Task to complete ▸ What is the count of lines in the data that hold the string "SelectedFile"? State the number alone.

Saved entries
┄┄┄┄┄┄

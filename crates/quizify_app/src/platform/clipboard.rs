use arboard::Clipboard;

/// Lazily opened system clipboard. Kept open so the copied text outlives the call on X11.
#[derive(Default)]
pub struct ClipboardWriter {
    clipboard: Option<Clipboard>,
}

impl ClipboardWriter {
    pub fn set_text(&mut self, text: &str) -> Result<(), String> {
        if self.clipboard.is_none() {
            self.clipboard = Some(Clipboard::new().map_err(|err| err.to_string())?);
        }
        match self.clipboard.as_mut() {
            Some(clipboard) => clipboard
                .set_text(text.to_owned())
                .map_err(|err| err.to_string()),
            None => Err("clipboard unavailable".to_string()),
        }
    }
}
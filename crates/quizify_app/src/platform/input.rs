use quizify_core::{Msg, SelectedFile};

use super::app::AppEvent;

pub const HELP: &str = "\
Commands:
  start           show the upload form
  file <path>     choose the PDF to upload
  clear           clear the chosen PDF
  count <n>       number of questions (1-50)
  submit          generate MCQs
  copy            copy the result to the clipboard
  save [name]     save the result to the output directory
  help            show this help
  quit            exit";

/// Turn one line of stdin into an app event.
pub fn parse_command(line: &str) -> AppEvent {
    let line = line.trim();
    let (command, rest) = match line.split_once(char::is_whitespace) {
        Some((command, rest)) => (command, rest.trim()),
        None => (line, ""),
    };

    match command.to_ascii_lowercase().as_str() {
        "" => AppEvent::Core(Msg::NoOp),
        "start" => AppEvent::Core(Msg::GetStartedClicked),
        "file" if rest.is_empty() => AppEvent::Invalid("usage: file <path>".to_string()),
        "file" => AppEvent::Core(Msg::FileSelected(Some(SelectedFile::from_path(rest)))),
        "clear" => AppEvent::Core(Msg::FileSelected(None)),
        "count" if rest.is_empty() => AppEvent::Invalid("usage: count <n>".to_string()),
        "count" => AppEvent::Core(Msg::QuestionCountEdited(rest.to_string())),
        "submit" | "generate" => AppEvent::Core(Msg::SubmitClicked),
        "copy" => AppEvent::Core(Msg::CopyClicked),
        "save" => AppEvent::Core(Msg::ExportClicked {
            file_name: (!rest.is_empty()).then(|| rest.to_string()),
        }),
        "help" | "?" => AppEvent::Help,
        "quit" | "exit" | "q" => AppEvent::Quit,
        other => AppEvent::Invalid(format!("Unknown command {other:?}. Type 'help'.")),
    }
}
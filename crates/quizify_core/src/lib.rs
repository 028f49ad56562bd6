//! Quizify core: pure state machine, MCQ text handling and view-model helpers.
mod effect;
mod mcq;
mod msg;
mod state;
mod update;
mod view_model;

pub use effect::Effect;
pub use mcq::{classify_line, split_mcq_blocks, LineKind};
pub use msg::Msg;
pub use state::{
    AppState, RequestId, SelectedFile, SubmitFailure, DEFAULT_QUESTIONS, MAX_QUESTIONS,
    MIN_QUESTIONS, MISSING_FILE_MESSAGE,
};
pub use update::update;
pub use view_model::{AppViewModel, McqCard, McqLine};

┄┄┄┄┄┄

Task response ▸ 3